#### Work to be completed:
Below are some records; return each one exactly as written.

☆ ☆ ☆ ☆

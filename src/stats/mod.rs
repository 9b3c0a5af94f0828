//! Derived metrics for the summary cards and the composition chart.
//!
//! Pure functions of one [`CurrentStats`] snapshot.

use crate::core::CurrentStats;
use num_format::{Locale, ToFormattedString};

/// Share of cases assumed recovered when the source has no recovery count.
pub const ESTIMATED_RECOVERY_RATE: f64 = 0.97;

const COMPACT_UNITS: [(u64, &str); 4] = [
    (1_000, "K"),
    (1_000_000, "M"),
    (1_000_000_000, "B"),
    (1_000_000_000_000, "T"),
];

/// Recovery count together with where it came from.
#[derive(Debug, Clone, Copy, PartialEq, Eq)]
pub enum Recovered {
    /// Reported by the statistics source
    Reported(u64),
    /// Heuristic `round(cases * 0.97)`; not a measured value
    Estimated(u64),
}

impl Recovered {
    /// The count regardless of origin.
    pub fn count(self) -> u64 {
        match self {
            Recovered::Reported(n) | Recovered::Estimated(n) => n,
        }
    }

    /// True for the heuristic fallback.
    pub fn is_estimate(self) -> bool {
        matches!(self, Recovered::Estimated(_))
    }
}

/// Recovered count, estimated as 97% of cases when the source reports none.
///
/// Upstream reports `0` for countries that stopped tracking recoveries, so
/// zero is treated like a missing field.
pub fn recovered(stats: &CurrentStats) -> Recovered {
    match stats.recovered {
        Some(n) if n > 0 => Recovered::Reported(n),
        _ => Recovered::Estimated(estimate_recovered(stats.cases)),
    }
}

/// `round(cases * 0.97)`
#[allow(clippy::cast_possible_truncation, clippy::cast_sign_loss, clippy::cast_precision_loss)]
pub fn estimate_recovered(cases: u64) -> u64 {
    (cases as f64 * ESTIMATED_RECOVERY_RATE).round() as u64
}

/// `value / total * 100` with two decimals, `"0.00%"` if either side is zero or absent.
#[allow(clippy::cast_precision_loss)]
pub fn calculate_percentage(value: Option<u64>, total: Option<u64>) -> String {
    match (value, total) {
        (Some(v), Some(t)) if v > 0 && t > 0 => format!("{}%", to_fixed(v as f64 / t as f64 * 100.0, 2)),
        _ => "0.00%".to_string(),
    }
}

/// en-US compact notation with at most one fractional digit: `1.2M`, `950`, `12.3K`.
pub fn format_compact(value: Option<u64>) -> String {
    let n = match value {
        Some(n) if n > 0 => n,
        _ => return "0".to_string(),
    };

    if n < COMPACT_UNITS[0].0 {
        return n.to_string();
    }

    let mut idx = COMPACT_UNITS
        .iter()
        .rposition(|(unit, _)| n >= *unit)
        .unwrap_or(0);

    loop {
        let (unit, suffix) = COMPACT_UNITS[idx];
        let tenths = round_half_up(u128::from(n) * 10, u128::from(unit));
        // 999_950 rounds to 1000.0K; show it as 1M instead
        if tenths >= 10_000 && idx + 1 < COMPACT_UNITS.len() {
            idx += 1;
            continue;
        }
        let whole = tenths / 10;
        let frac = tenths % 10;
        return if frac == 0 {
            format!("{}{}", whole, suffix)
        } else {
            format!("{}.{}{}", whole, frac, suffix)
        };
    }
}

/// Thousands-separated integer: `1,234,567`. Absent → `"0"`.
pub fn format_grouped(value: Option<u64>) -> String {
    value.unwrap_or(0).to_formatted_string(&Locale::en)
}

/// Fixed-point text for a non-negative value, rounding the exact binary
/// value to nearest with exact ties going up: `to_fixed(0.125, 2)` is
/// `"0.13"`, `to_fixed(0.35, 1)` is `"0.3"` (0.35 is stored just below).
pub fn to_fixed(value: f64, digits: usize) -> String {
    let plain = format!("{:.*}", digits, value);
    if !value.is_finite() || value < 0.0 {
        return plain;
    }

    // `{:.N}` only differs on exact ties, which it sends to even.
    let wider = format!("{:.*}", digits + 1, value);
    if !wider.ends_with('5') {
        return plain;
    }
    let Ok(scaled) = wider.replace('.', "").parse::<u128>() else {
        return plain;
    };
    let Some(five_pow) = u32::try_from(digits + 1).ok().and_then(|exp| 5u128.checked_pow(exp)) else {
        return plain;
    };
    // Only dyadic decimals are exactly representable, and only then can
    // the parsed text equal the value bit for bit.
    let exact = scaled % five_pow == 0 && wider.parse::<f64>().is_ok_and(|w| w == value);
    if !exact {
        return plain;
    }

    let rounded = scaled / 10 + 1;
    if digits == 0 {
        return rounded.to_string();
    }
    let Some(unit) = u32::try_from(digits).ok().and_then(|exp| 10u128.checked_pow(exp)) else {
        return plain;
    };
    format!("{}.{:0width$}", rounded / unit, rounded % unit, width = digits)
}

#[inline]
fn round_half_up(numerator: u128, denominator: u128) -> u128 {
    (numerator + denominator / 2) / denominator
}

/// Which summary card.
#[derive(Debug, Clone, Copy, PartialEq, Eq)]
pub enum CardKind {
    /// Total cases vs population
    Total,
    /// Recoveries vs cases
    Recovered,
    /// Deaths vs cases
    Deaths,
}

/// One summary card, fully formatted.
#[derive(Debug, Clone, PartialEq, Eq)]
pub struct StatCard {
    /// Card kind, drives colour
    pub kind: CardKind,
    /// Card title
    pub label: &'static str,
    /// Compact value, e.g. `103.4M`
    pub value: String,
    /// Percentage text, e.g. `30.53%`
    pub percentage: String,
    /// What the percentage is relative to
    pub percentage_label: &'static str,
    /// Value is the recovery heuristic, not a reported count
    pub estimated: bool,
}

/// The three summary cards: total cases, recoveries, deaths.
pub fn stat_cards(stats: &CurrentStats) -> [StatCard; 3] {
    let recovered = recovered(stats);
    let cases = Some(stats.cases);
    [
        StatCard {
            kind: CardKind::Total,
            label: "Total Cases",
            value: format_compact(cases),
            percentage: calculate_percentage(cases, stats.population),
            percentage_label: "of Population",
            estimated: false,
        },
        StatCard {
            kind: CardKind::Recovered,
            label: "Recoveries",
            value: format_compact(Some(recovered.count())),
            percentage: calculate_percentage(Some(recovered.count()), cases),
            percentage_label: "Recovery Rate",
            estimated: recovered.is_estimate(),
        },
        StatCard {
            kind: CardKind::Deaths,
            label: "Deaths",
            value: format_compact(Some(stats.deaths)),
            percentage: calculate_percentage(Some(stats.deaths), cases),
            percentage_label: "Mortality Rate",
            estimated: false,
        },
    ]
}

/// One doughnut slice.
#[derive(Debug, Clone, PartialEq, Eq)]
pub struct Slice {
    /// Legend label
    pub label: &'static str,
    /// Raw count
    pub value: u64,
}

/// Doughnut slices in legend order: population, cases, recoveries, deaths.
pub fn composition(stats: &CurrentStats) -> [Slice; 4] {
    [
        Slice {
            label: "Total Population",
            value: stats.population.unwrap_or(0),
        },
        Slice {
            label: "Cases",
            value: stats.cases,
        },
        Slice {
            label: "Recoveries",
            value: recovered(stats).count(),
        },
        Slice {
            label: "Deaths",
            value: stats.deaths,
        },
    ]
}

☆ ☆ ☆ ☆

#### Answer for the task:
filename src/stats/mod.rs
repository 9b3c0a5af94f0828
//! Derived metrics for the summary cards and the composition chart.
//!
//! Pure functions of one [`CurrentStats`] snapshot.

use crate::core::CurrentStats;
use num_format::{Locale, ToFormattedString};

/// Share of cases assumed recovered when the source has no recovery count.
pub const ESTIMATED_RECOVERY_RATE: f64 = 0.97;

const COMPACT_UNITS: [(u64, &str); 4] = [
    (1_000, "K"),
    (1_000_000, "M"),
    (1_000_000_000, "B"),
    (1_000_000_000_000, "T"),
];

/// Recovery count together with where it came from.
#[derive(Debug, Clone, Copy, PartialEq, Eq)]
pub enum Recovered {
    /// Reported by the statistics source
    Reported(u64),
    /// Heuristic `round(cases * 0.97)`; not a measured value
    Estimated(u64),
}

impl Recovered {
    /// The count regardless of origin.
    pub fn count(self) -> u64 {
        match self {
            Recovered::Reported(n) | Recovered::Estimated(n) => n,
        }
    }

    /// True for the heuristic fallback.
    pub fn is_estimate(self) -> bool {
        matches!(self, Recovered::Estimated(_))
    }
}

/// Recovered count, estimated as 97% of cases when the source reports none.
///
/// Upstream reports `0` for countries that stopped tracking recoveries, so
/// zero is treated like a missing field.
pub fn recovered(stats: &CurrentStats) -> Recovered {
    match stats.recovered {
        Some(n) if n > 0 => Recovered::Reported(n),
        _ => Recovered::Estimated(estimate_recovered(stats.cases)),
    }
}

/// `round(cases * 0.97)`
#[allow(clippy::cast_possible_truncation, clippy::cast_sign_loss, clippy::cast_precision_loss)]
pub fn estimate_recovered(cases: u64) -> u64 {
    (cases as f64 * ESTIMATED_RECOVERY_RATE).round() as u64
}

/// `value / total * 100` with two decimals, `"0.00%"` if either side is zero or absent.
#[allow(clippy::cast_precision_loss)]
pub fn calculate_percentage(value: Option<u64>, total: Option<u64>) -> String {
    match (value, total) {
        (Some(v), Some(t)) if v > 0 && t > 0 => format!("{}%", to_fixed(v as f64 / t as f64 * 100.0, 2)),
        _ => "0.00%".to_string(),
    }
}

/// en-US compact notation with at most one fractional digit: `1.2M`, `950`, `12.3K`.
pub fn format_compact(value: Option<u64>) -> String {
    let n = match value {
        Some(n) if n > 0 => n,
        _ => return "0".to_string(),
    };

    if n < COMPACT_UNITS[0].0 {
        return n.to_string();
    }

    let mut idx = COMPACT_UNITS
        .iter()
        .rposition(|(unit, _)| n >= *unit)
        .unwrap_or(0);

    loop {
        let (unit, suffix) = COMPACT_UNITS[idx];
        let tenths = round_half_up(u128::from(n) * 10, u128::from(unit));
        // 999_950 rounds to 1000.0K; show it as 1M instead
        if tenths >= 10_000 && idx + 1 < COMPACT_UNITS.len() {
            idx += 1;
            continue;
        }
        let whole = tenths / 10;
        let frac = tenths % 10;
        return if frac == 0 {
            format!("{}{}", whole, suffix)
        } else {
            format!("{}.{}{}", whole, frac, suffix)
        };
    }
}

/// Thousands-separated integer: `1,234,567`. Absent → `"0"`.
pub fn format_grouped(value: Option<u64>) -> String {
    value.unwrap_or(0).to_formatted_string(&Locale::en)
}

/// Fixed-point text for a non-negative value, rounding the exact binary
/// value to nearest with exact ties going up: `to_fixed(0.125, 2)` is
/// `"0.13"`, `to_fixed(0.35, 1)` is `"0.3"` (0.35 is stored just below).
pub fn to_fixed(value: f64, digits: usize) -> String {
    let plain = format!("{:.*}", digits, value);
    if !value.is_finite() || value < 0.0 {
        return plain;
    }

    // `{:.N}` only differs on exact ties, which it sends to even.
    let wider = format!("{:.*}", digits + 1, value);
    if !wider.ends_with('5') {
        return plain;
    }
    let Ok(scaled) = wider.replace('.', "").parse::<u128>() else {
        return plain;
    };
    let Some(five_pow) = u32::try_from(digits + 1).ok().and_then(|exp| 5u128.checked_pow(exp)) else {
        return plain;
    };
    // Only dyadic decimals are exactly representable, and only then can
    // the parsed text equal the value bit for bit.
    let exact = scaled % five_pow == 0 && wider.parse::<f64>().is_ok_and(|w| w == value);
    if !exact {
        return plain;
    }

    let rounded = scaled / 10 + 1;
    if digits == 0 {
        return rounded.to_string();
    }
    let Some(unit) = u32::try_from(digits).ok().and_then(|exp| 10u128.checked_pow(exp)) else {
        return plain;
    };
    format!("{}.{:0width$}", rounded / unit, rounded % unit, width = digits)
}

#[inline]
fn round_half_up(numerator: u128, denominator: u128) -> u128 {
    (numerator + denominator / 2) / denominator
}

/// Which summary card.
#[derive(Debug, Clone, Copy, PartialEq, Eq)]
pub enum CardKind {
    /// Total cases vs population
    Total,
    /// Recoveries vs cases
    Recovered,
    /// Deaths vs cases
    Deaths,
}

/// One summary card, fully formatted.
#[derive(Debug, Clone, PartialEq, Eq)]
pub struct StatCard {
    /// Card kind, drives colour
    pub kind: CardKind,
    /// Card title
    pub label: &'static str,
    /// Compact value, e.g. `103.4M`
    pub value: String,
    /// Percentage text, e.g. `30.53%`
    pub percentage: String,
    /// What the percentage is relative to
    pub percentage_label: &'static str,
    /// Value is the recovery heuristic, not a reported count
    pub estimated: bool,
}

/// The three summary cards: total cases, recoveries, deaths.
pub fn stat_cards(stats: &CurrentStats) -> [StatCard; 3] {
    let recovered = recovered(stats);
    let cases = Some(stats.cases);
    [
        StatCard {
            kind: CardKind::Total,
            label: "Total Cases",
            value: format_compact(cases),
            percentage: calculate_percentage(cases, stats.population),
            percentage_label: "of Population",
            estimated: false,
        },
        StatCard {
            kind: CardKind::Recovered,
            label: "Recoveries",
            value: format_compact(Some(recovered.count())),
            percentage: calculate_percentage(Some(recovered.count()), cases),
            percentage_label: "Recovery Rate",
            estimated: recovered.is_estimate(),
        },
        StatCard {
            kind: CardKind::Deaths,
            label: "Deaths",
            value: format_compact(Some(stats.deaths)),
            percentage: calculate_percentage(Some(stats.deaths), cases),
            percentage_label: "Mortality Rate",
            estimated: false,
        },
    ]
}

/// One doughnut slice.
#[derive(Debug, Clone, PartialEq, Eq)]
pub struct Slice {
    /// Legend label
    pub label: &'static str,
    /// Raw count
    pub value: u64,
}

/// Doughnut slices in legend order: population, cases, recoveries, deaths.
pub fn composition(stats: &CurrentStats) -> [Slice; 4] {
    [
        Slice {
            label: "Total Population",
            value: stats.population.unwrap_or(0),
        },
        Slice {
            label: "Cases",
            value: stats.cases,
        },
        Slice {
            label: "Recoveries",
            value: recovered(stats).count(),
        },
        Slice {
            label: "Deaths",
            value: stats.deaths,
        },
    ]
}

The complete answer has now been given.